Though these cues may appear visually annoying to the advanced reader (though much less so than Twain's example of 'simplified' spelling), consider, if you can, how mentally annoying it is to learn to read without such cues.

There are more cues possible, this is a starting set.  For example extending the width of a letter could cue the reader to the relative duration of its sound. Rotation or vertical centering could be substituted for spacing as an indicator of blend and spacing could be used for timing instead. The final visual variation styles for the cues should be the result of a collaborative effort which includes reading specialists, graphic artists, font designers and, of course, extensive learning and testing with developing readers.  However, as you can see from just these 3 examples the reduction in potential ambiguity is dramatic.  Because these cues are alphabet-general rather than letter-specific, the developing reader need only learn to recognize 3 kinds of cues, via immediately comprehendible variations in the appearance of the letters, to have the benefit of that reduction.

The Software and Font Technology Involved

Conceptually, the technology involved is relatively straightforward.
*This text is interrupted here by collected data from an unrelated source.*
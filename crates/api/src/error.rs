use axum::http::StatusCode;
use axum::response::{IntoResponse, Response};
use copyforge_airtable::AirtableApiError;
use copyforge_core::error::CoreError;
use copyforge_db::store::StoreError;
use copyforge_pipeline::{GenerationError, RecordError};
use serde::Serialize;
use serde_json::json;

/// Machine-readable error kind carried in every error body.
#[derive(Debug, Clone, Copy, PartialEq, Eq, Serialize)]
#[serde(rename_all = "SCREAMING_SNAKE_CASE")]
pub enum ErrorCode {
    ValidationError,
    NotFound,
    CollaboratorUnavailable,
    StorageError,
    Conflict,
    InternalError,
}

/// Application-level error type for HTTP handlers.
///
/// Wraps [`CoreError`] for domain errors plus the collaborator errors, and
/// implements [`IntoResponse`] to produce the
/// `{ "success": false, "error": ..., "code": ... }` envelope.
#[derive(Debug, thiserror::Error)]
pub enum AppError {
    /// A domain-level error from `copyforge_core`.
    #[error(transparent)]
    Core(#[from] CoreError),

    /// A database error from sqlx.
    #[error("Database error: {0}")]
    Database(#[from] sqlx::Error),

    /// The shareable record store failed.
    #[error(transparent)]
    Store(#[from] StoreError),

    /// A language model call failed outside the per-email fallback path.
    #[error(transparent)]
    Generation(#[from] GenerationError),

    /// The campaign tracker failed.
    #[error(transparent)]
    Airtable(#[from] AirtableApiError),

    /// An optional collaborator is not configured.
    #[error("{0} is not configured")]
    NotConfigured(&'static str),

    /// A bad request with a human-readable message.
    #[error("Bad request: {0}")]
    BadRequest(String),

    /// An internal error with a human-readable message.
    #[error("Internal error: {0}")]
    InternalError(String),
}

/// Convenience type alias for handler return values.
pub type AppResult<T> = Result<T, AppError>;

impl From<RecordError> for AppError {
    fn from(err: RecordError) -> Self {
        match err {
            RecordError::Core(e) => AppError::Core(e),
            RecordError::Store(e) => AppError::Store(e),
        }
    }
}

const INTERNAL_MESSAGE: &str = "An internal error occurred";
const STORAGE_MESSAGE: &str = "A storage error occurred";

impl AppError {
    fn classify(&self) -> (StatusCode, ErrorCode, String) {
        match self {
            // --- CoreError variants ---
            AppError::Core(core) => match core {
                CoreError::NotFound { entity, .. } => (
                    StatusCode::NOT_FOUND,
                    ErrorCode::NotFound,
                    format!("{entity} not found"),
                ),
                CoreError::Validation(msg) => {
                    (StatusCode::BAD_REQUEST, ErrorCode::ValidationError, msg.clone())
                }
                CoreError::UnknownFlowType(_) => (
                    StatusCode::BAD_REQUEST,
                    ErrorCode::ValidationError,
                    core.to_string(),
                ),
                CoreError::Conflict(msg) => (StatusCode::CONFLICT, ErrorCode::Conflict, msg.clone()),
                CoreError::Internal(msg) => {
                    tracing::error!(error = %msg, "Internal core error");
                    (
                        StatusCode::INTERNAL_SERVER_ERROR,
                        ErrorCode::InternalError,
                        INTERNAL_MESSAGE.to_string(),
                    )
                }
            },

            // --- Storage ---
            AppError::Database(err) => classify_sqlx_error(err),
            AppError::Store(err) => {
                tracing::error!(error = %err, "Copy store error");
                (
                    StatusCode::INTERNAL_SERVER_ERROR,
                    ErrorCode::StorageError,
                    STORAGE_MESSAGE.to_string(),
                )
            }

            // --- Collaborators ---
            AppError::Generation(err) => {
                tracing::warn!(error = %err, "Generation failed");
                (
                    StatusCode::BAD_GATEWAY,
                    ErrorCode::CollaboratorUnavailable,
                    err.to_string(),
                )
            }
            AppError::Airtable(err) => {
                tracing::warn!(error = %err, "Airtable request failed");
                let status = match err {
                    AirtableApiError::ApiError { status: 404, .. } => StatusCode::NOT_FOUND,
                    _ => StatusCode::BAD_GATEWAY,
                };
                let code = if status == StatusCode::NOT_FOUND {
                    ErrorCode::NotFound
                } else {
                    ErrorCode::CollaboratorUnavailable
                };
                (status, code, err.to_string())
            }
            AppError::NotConfigured(_) => (
                StatusCode::SERVICE_UNAVAILABLE,
                ErrorCode::CollaboratorUnavailable,
                self.to_string(),
            ),

            // --- HTTP-specific errors ---
            AppError::BadRequest(msg) => {
                (StatusCode::BAD_REQUEST, ErrorCode::ValidationError, msg.clone())
            }
            AppError::InternalError(msg) => {
                tracing::error!(error = %msg, "Internal error");
                (
                    StatusCode::INTERNAL_SERVER_ERROR,
                    ErrorCode::InternalError,
                    INTERNAL_MESSAGE.to_string(),
                )
            }
        }
    }
}

impl IntoResponse for AppError {
    fn into_response(self) -> Response {
        let (status, code, message) = self.classify();

        let body = json!({
            "success": false,
            "error": message,
            "code": code,
        });

        (status, axum::Json(body)).into_response()
    }
}

/// Classify a sqlx error into an HTTP status, error code, and message.
///
/// - `RowNotFound` maps to 404.
/// - Unique constraint violations map to 409.
/// - Foreign key violations map to 400 (the referenced row does not exist).
/// - Everything else maps to 500 with a sanitized message.
fn classify_sqlx_error(err: &sqlx::Error) -> (StatusCode, ErrorCode, String) {
    match err {
        sqlx::Error::RowNotFound => (
            StatusCode::NOT_FOUND,
            ErrorCode::NotFound,
            "Resource not found".to_string(),
        ),
        sqlx::Error::Database(db_err) => match db_err.code().as_deref() {
            // PostgreSQL unique_violation
            Some("23505") => (
                StatusCode::CONFLICT,
                ErrorCode::Conflict,
                format!(
                    "Duplicate value violates unique constraint: {}",
                    db_err.constraint().unwrap_or("unknown")
                ),
            ),
            // PostgreSQL foreign_key_violation
            Some("23503") => (
                StatusCode::BAD_REQUEST,
                ErrorCode::ValidationError,
                "Referenced record does not exist".to_string(),
            ),
            _ => {
                tracing::error!(error = %db_err, "Database error");
                (
                    StatusCode::INTERNAL_SERVER_ERROR,
                    ErrorCode::StorageError,
                    STORAGE_MESSAGE.to_string(),
                )
            }
        },
        other => {
            tracing::error!(error = %other, "Database error");
            (
                StatusCode::INTERNAL_SERVER_ERROR,
                ErrorCode::StorageError,
                STORAGE_MESSAGE.to_string(),
            )
        }
    }
}
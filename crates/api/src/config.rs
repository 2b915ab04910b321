use std::path::PathBuf;
use std::time::Duration;

use copyforge_airtable::AirtableConfig;
use copyforge_llm::LlmConfig;

/// Server configuration loaded from environment variables.
///
/// All fields have defaults suitable for local development.
/// In production, override via environment variables.
#[derive(Debug, Clone)]
pub struct ServerConfig {
    /// Bind address (default: `0.0.0.0`).
    pub host: String,
    /// Bind port (default: `3000`).
    pub port: u16,
    /// Allowed CORS origins, parsed from comma-separated `CORS_ORIGINS` env var.
    pub cors_origins: Vec<String>,
    /// Timeout in seconds for routes that never call the language model
    /// (default: `30`).
    pub request_timeout_secs: u64,
    /// Timeout in seconds for model-bound routes (default: `300`). A flow
    /// makes one model call per email, so this sits well above
    /// `LLM_TIMEOUT_SECS`.
    pub generation_timeout_secs: u64,
    /// Location of the shareable record file.
    pub copy_store_path: PathBuf,
    /// Prefix for shareable links handed back to the operator.
    pub share_base_url: String,
    /// Generation calls in flight per flow (default: `3`).
    pub generation_concurrency: usize,
    /// Timeout for fetching a client website.
    pub scrape_timeout: Duration,
    /// Language model client settings.
    pub llm: LlmConfig,
    /// Campaign tracker settings; `None` disables the integration.
    pub airtable: Option<AirtableConfig>,
}

impl ServerConfig {
    /// Load configuration from environment variables with defaults.
    ///
    /// | Env Var                  | Default                  |
    /// |--------------------------|--------------------------|
    /// | `HOST`                   | `0.0.0.0`                |
    /// | `PORT`                   | `3000`                   |
    /// | `CORS_ORIGINS`           | `http://localhost:5173`  |
    /// | `REQUEST_TIMEOUT_SECS`   | `30`                     |
    /// | `GENERATION_TIMEOUT_SECS`| `300`                    |
    /// | `COPY_STORE_PATH`        | `data/saved-copies.json` |
    /// | `SHARE_BASE_URL`         | `http://localhost:5173`  |
    /// | `GENERATION_CONCURRENCY` | `3`                      |
    /// | `SCRAPE_TIMEOUT_SECS`    | `15`                     |
    ///
    /// `LLM_*` and `AIRTABLE_*` variables are read by [`LlmConfig::from_env`]
    /// and [`AirtableConfig::from_env`].
    pub fn from_env() -> Self {
        let host = std::env::var("HOST").unwrap_or_else(|_| "0.0.0.0".into());

        let port: u16 = std::env::var("PORT")
            .unwrap_or_else(|_| "3000".into())
            .parse()
            .expect("PORT must be a valid u16");

        let cors_origins: Vec<String> = std::env::var("CORS_ORIGINS")
            .unwrap_or_else(|_| "http://localhost:5173".into())
            .split(',')
            .map(|s| s.trim().to_string())
            .filter(|s| !s.is_empty())
            .collect();

        let request_timeout_secs: u64 = std::env::var("REQUEST_TIMEOUT_SECS")
            .unwrap_or_else(|_| "30".into())
            .parse()
            .expect("REQUEST_TIMEOUT_SECS must be a valid u64");

        let generation_timeout_secs: u64 = std::env::var("GENERATION_TIMEOUT_SECS")
            .unwrap_or_else(|_| "300".into())
            .parse()
            .expect("GENERATION_TIMEOUT_SECS must be a valid u64");

        let copy_store_path = PathBuf::from(
            std::env::var("COPY_STORE_PATH").unwrap_or_else(|_| "data/saved-copies.json".into()),
        );

        let share_base_url = std::env::var("SHARE_BASE_URL")
            .unwrap_or_else(|_| "http://localhost:5173".into());

        let generation_concurrency: usize = std::env::var("GENERATION_CONCURRENCY")
            .unwrap_or_else(|_| "3".into())
            .parse()
            .expect("GENERATION_CONCURRENCY must be a valid usize");

        let scrape_timeout_secs: u64 = std::env::var("SCRAPE_TIMEOUT_SECS")
            .unwrap_or_else(|_| "15".into())
            .parse()
            .expect("SCRAPE_TIMEOUT_SECS must be a valid u64");

        Self {
            host,
            port,
            cors_origins,
            request_timeout_secs,
            generation_timeout_secs,
            copy_store_path,
            share_base_url,
            generation_concurrency,
            scrape_timeout: Duration::from_secs(scrape_timeout_secs),
            llm: LlmConfig::from_env(),
            airtable: AirtableConfig::from_env(),
        }
    }
}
The first component is the "carrier" or shell that extends the font family to have the added capacity to store the alternate presentations for each character in a font. The second component is the "P-Cue presentation dictionary" which, like a spell checker in a standard word processor, scans the words in documents and looks them up in its database. When a word match is found, the P-Cue dictionary reads the character presentation variations (P-Cues) for the letters in the word and substitutes the P-Cued letters into the publication to match.

IN CLOSING

The examples I have put forth are placeholders.  There is significant work ahead to map the territory of letter-sound ambiguities and to determine which metaphors and variations of letter presentation will best serve different types of developing readers. With that said, I believe it is possible to develop a system of variations that will cue developing readers in ways that reduce the 'overhead' involved in reading by many times the 'overhead' involved in processing the cues.  Based on my preliminary and informal experiments with children, I am confident that, once fully developed as an overall system, this approach will dramatically simplify and speed up the process of learning to read.

What I am proposing bridges the phonic and whole language ideologies.  Instead of having to create ‘dumbed down’ reading materials or having to design reading materials around the awkward pedagogical requirements of cryptic decoding, the P-Cue model reduces the ambiguity involved in decoding and allows developing readers to access more meaningful materials faster (extending the ceiling on ‘decodable text’ to a more meaningful and enjoyable level). Finally, it does this without changing the alphabet or English spelling.

This is not meant as an alternative to learning other rules of decoding, as it won't eliminate all the ambiguities. Rather, what I am proposing will provide developing readers the means to quickly filter out a significant portion of what would otherwise be ambiguities leaving them with a less dissipated attention span to apply whatever rules remain appropriate (arguably new rules based on an integrated approach to using this technology with phonemic awareness and phonic instructional pedagogies).

I call this 'Training Wheels for Literacy" because this system is not intended to replace our colossal inventory of written materials, but rather to provide developing readers with an 'on- ramp' and the ‘training wheels’ that enable them to develop better phonemic awareness, phonic skills and greater attention span by making it easier for them to keep themselves from 'falling' out of reading.  By enabling them to extend their reading flow, they will learn to associate the P-Cues with the phonemic distinctions available in written word structures and ultimately take the 'wheels off' - stretching into the next step of becoming an empowered reader. 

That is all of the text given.